TASK REQUIREMENTS: How many lines in the records below contain the word "CrossSize"? Answer with the number only.

ENTRIES PROVIDED:
+---+

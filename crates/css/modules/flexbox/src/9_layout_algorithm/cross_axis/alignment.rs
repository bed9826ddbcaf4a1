//! Cross-axis alignment and sizing for flex items.

use crate::chapter5::Align;
use crate::geometry::clamp;

/// Cross-size specification for flex items, distinguishing between
/// explicit sizes and items that should stretch to fill their line.
#[derive(Copy, Clone, Debug, PartialEq)]
pub enum CrossSize {
    /// Item has explicit cross-size (or intrinsic size with no stretch)
    Explicit(f32),
    /// Item should stretch to the line; value is the measured hypothetical size
    Stretch(f32),
}

impl CrossSize {
    /// The cross size before stretching.
    pub fn intrinsic_size(self) -> f32 {
        match self {
            Self::Explicit(size) | Self::Stretch(size) => size,
        }
    }
}

/// Final border-box cross size of an item inside a line of `line_cross` (margins excluded).
pub fn resolve_cross_size(
    size: CrossSize,
    line_cross: f32,
    margins: f32,
    min_cross: f32,
    max_cross: f32,
) -> f32 {
    match size {
        CrossSize::Stretch(_) => clamp(line_cross - margins, min_cross, max_cross),
        CrossSize::Explicit(explicit) => explicit,
    }
}

/// Offset of an item's outer box within its line for the effective `align-self`.
///
/// Baseline alignment is not tracked and packs like `flex-start`.
pub fn cross_offset(align: Align, line_cross: f32, outer_cross: f32) -> f32 {
    let free = line_cross - outer_cross;
    match align {
        Align::FlexEnd => free,
        Align::Center => free * 0.5,
        _ => 0.0,
    }
}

+---+

EXERCISE RESULT: 5